Plus de troubles de stress post-traumatique à cause du coronavirus

Selon les premiers résultats de l’étude, les gens qui craignent de contracter la COVID-19 ou ont peur que leur famille soit infectée rapportent davantage de symptômes de trouble de stress post-traumatique.
Photo: IStock Selon les premiers résultats de l’étude, les gens qui craignent de contracter la COVID-19 ou ont peur que leur famille soit infectée rapportent davantage de symptômes de trouble de stress post-traumatique.

Des Canadiens sont traumatisés par la pandémie de la COVID-19. Plus du quart des adultes au pays présentent des symptômes de trouble de stress post-traumatique, selon les premiers résultats d’une étude-pilote menée au Canada.

Quelque 600 Canadiens, dont 300 Québécois, ont été interrogés entre le 8 et le 11 avril par des chercheurs canadiens. « 26 % d’entre eux sont potentiellement affectés par un trouble de stress post-traumatique, dit la Dre Mélissa Généreux, professeure à l’Université de Sherbrooke, qui dirige l’étude. C’est beaucoup. » En temps normal, 5 à 10 % de la population développe un trouble de stress post-traumatique au cours de sa vie, indique-t-elle.

Diverses raisons peuvent expliquer l’état psychologique de cette part de la population.
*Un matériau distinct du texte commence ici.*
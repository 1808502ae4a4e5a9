//! Unit tests for the suggestion state machine on the task aggregate.

use crate::auth::domain::UserId;
use crate::task::domain::{
    Priority, PriorityAdvice, SuggestionState, Task, TaskDomainError, TaskTitle,
};
use mockable::DefaultClock;
use rstest::{fixture, rstest};

#[fixture]
fn task() -> Task {
    let title = TaskTitle::new("Write tests").expect("valid title");
    Task::new(
        UserId::new(),
        title,
        "write tests".to_owned(),
        Priority::Medium,
        &DefaultClock,
    )
}

fn pending_of(task: &Task) -> &crate::task::domain::PendingSuggestion {
    task.suggestion()
        .as_pending()
        .expect("a suggestion should be pending")
}

#[rstest]
fn attach_snapshots_the_current_description(mut task: Task) {
    task.attach_suggestion("Write unit tests covering edge cases.", None, &DefaultClock);

    let pending = pending_of(&task);
    assert_eq!(pending.text, "Write unit tests covering edge cases.");
    assert_eq!(pending.original_description, "write tests");
    assert_eq!(pending.priority_advice, None);
    assert_eq!(pending.original_priority, None);
    // The suggestion never touches the live fields directly.
    assert_eq!(task.description(), "write tests");
    assert_eq!(task.priority(), Priority::Medium);
}

#[rstest]
fn reattach_retakes_the_snapshot_from_the_current_description(mut task: Task) {
    task.attach_suggestion("First pass.", None, &DefaultClock);
    task.edit(None, Some("write better tests".to_owned()), &DefaultClock);
    task.attach_suggestion("Second pass.", None, &DefaultClock);

    let pending = pending_of(&task);
    assert_eq!(pending.text, "Second pass.");
    assert_eq!(pending.original_description, "write better tests");
}

#[rstest]
fn attach_with_advice_snapshots_the_priority(mut task: Task) {
    task.attach_suggestion(
        "Raise the stakes.",
        Some(PriorityAdvice::Set(Priority::High)),
        &DefaultClock,
    );

    let pending = pending_of(&task);
    assert_eq!(pending.priority_advice, Some(PriorityAdvice::Set(Priority::High)));
    assert_eq!(pending.original_priority, Some(Priority::Medium));
}

#[rstest]
fn accept_applies_the_text_and_clears_the_slot(mut task: Task) {
    task.attach_suggestion("Write unit tests covering edge cases.", None, &DefaultClock);
    task.accept_suggestion(&DefaultClock)
        .expect("accept should succeed");

    assert_eq!(task.description(), "Write unit tests covering edge cases.");
    assert_eq!(task.suggestion(), &SuggestionState::Clean);
    assert_eq!(task.priority(), Priority::Medium);
}

#[rstest]
fn accept_applies_a_concrete_priority_recommendation(mut task: Task) {
    task.attach_suggestion(
        "This is urgent.",
        Some(PriorityAdvice::Set(Priority::High)),
        &DefaultClock,
    );
    task.accept_suggestion(&DefaultClock)
        .expect("accept should succeed");

    assert_eq!(task.priority(), Priority::High);
    assert_eq!(task.suggestion(), &SuggestionState::Clean);
}

#[rstest]
fn accept_with_keep_advice_leaves_the_priority_alone(mut task: Task) {
    task.attach_suggestion("Fine as is.", Some(PriorityAdvice::Keep), &DefaultClock);
    task.accept_suggestion(&DefaultClock)
        .expect("accept should succeed");

    assert_eq!(task.priority(), Priority::Medium);
}

#[rstest]
fn accept_from_clean_fails_and_leaves_the_task_unchanged(mut task: Task) {
    let before = task.clone();
    let result = task.accept_suggestion(&DefaultClock);

    assert_eq!(result, Err(TaskDomainError::NoPendingSuggestion(task.id())));
    assert_eq!(task, before);
}

#[rstest]
fn reject_restores_the_exact_snapshot(mut task: Task) {
    task.attach_suggestion("Something fancier.", None, &DefaultClock);
    task.reject_suggestion(&DefaultClock)
        .expect("reject should succeed");

    assert_eq!(task.description(), "write tests");
    assert_eq!(task.suggestion(), &SuggestionState::Clean);
}

#[rstest]
fn reject_without_priority_snapshot_leaves_the_priority_unchanged(mut task: Task) {
    task.attach_suggestion("No priority advice here.", None, &DefaultClock);
    task.reject_suggestion(&DefaultClock)
        .expect("reject should succeed");

    assert_eq!(task.priority(), Priority::Medium);
}

#[rstest]
fn reject_restores_a_taken_priority_snapshot(mut task: Task) {
    task.attach_suggestion(
        "Escalate.",
        Some(PriorityAdvice::Set(Priority::High)),
        &DefaultClock,
    );
    task.accept_suggestion(&DefaultClock)
        .expect("accept should succeed");
    assert_eq!(task.priority(), Priority::High);

    task.attach_suggestion(
        "De-escalate.",
        Some(PriorityAdvice::Set(Priority::Low)),
        &DefaultClock,
    );
    task.reject_suggestion(&DefaultClock)
        .expect("reject should succeed");

    assert_eq!(task.priority(), Priority::High);
    assert_eq!(task.suggestion(), &SuggestionState::Clean);
}

#[rstest]
fn reject_from_clean_fails_and_leaves_the_task_unchanged(mut task: Task) {
    let before = task.clone();
    let result = task.reject_suggestion(&DefaultClock);

    assert_eq!(result, Err(TaskDomainError::NoPendingSuggestion(task.id())));
    assert_eq!(task, before);
}

#[rstest]
fn edit_leaves_the_pending_suggestion_alone(mut task: Task) {
    task.attach_suggestion("Pending advice.", None, &DefaultClock);
    let pending_before = pending_of(&task).clone();

    task.edit(
        Some(TaskTitle::new("New title").expect("valid title")),
        None,
        &DefaultClock,
    );

    assert_eq!(task.title().as_str(), "New title");
    assert_eq!(pending_of(&task), &pending_before);
}

#[rstest]
fn set_completed_is_idempotent(mut task: Task) {
    task.set_completed(true, &DefaultClock);
    let after_first = task.completed();
    task.set_completed(true, &DefaultClock);

    assert!(after_first);
    assert!(task.completed());
}

#[rstest]
fn suggestion_serialisation_round_trips(mut task: Task) {
    task.attach_suggestion(
        "Round trip me.",
        Some(PriorityAdvice::Set(Priority::Low)),
        &DefaultClock,
    );

    let serialized = serde_json::to_value(task.suggestion()).expect("serialisation should succeed");
    let restored: SuggestionState =
        serde_json::from_value(serialized).expect("deserialisation should succeed");

    assert_eq!(&restored, task.suggestion());
}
Selon les premiers résultats de l’étude, les gens qui craignent de contracter la COVID-19 ou ont peur que leur famille soit infectée rapportent davantage de symptômes de trouble de stress post-traumatique (ex. : cauchemars en lien avec la pandémie, pensées envahissantes, faire de l’évitement, être constamment sur ses gardes, etc.).

Même tendance chez ceux qui disent avoir été stigmatisés depuis le début de la crise, en raison de leur origine ethnique (Chine, notamment), de leur métier (professionnels de la santé, donc potentiellement infectés) ou d’une contamination dans leur entourage.

« On posait l’hypothèse que l’isolement obligatoire ou volontaire ainsi que la perte financière aurait un impact, ajoute la Dre Mélissa Généreux. Au bout du compte, non. Pas pour le moment. » Rappelons que l’étude-pilote a été menée il y a près de deux semaines. « Peut-être qu’il y aura un impact quand l’isolement va avoir duré plus longtemps », remarque-t-elle.

Différence notable : les Canadiens sont davantage affectés par un trouble de stress post-traumatique probable que les Québécois, d’après l’enquête. Au Québec, 19 % des personnes interrogées ont fait état de symptômes, contre 28 % ailleurs au Canada, indique Dre Mélissa Généreux.

« Selon notre étude, les Québécois ont plus confiance dans leurs autorités que le reste des Canadiens, souligne la Dre Mélissa Généreux. C’est ce qui pourrait expliquer cet écart. » L’attitude de « bon père de famille » du gouvernement Legault a rassuré les gens, constate-t-elle. Du moins jusqu’au 11 avril.

Au cours des prochaines semaines, la professeure de l’Université de Sherbrooke pilotera une enquête internationale sur le même sujet, avec des partenaires à Hong Kong, en Nouvelle-Zélande, aux Philippines, au Royaume-Uni et aux États-Unis. Quelque 6500 personnes, dont 1500 Canadiens, seront sondées.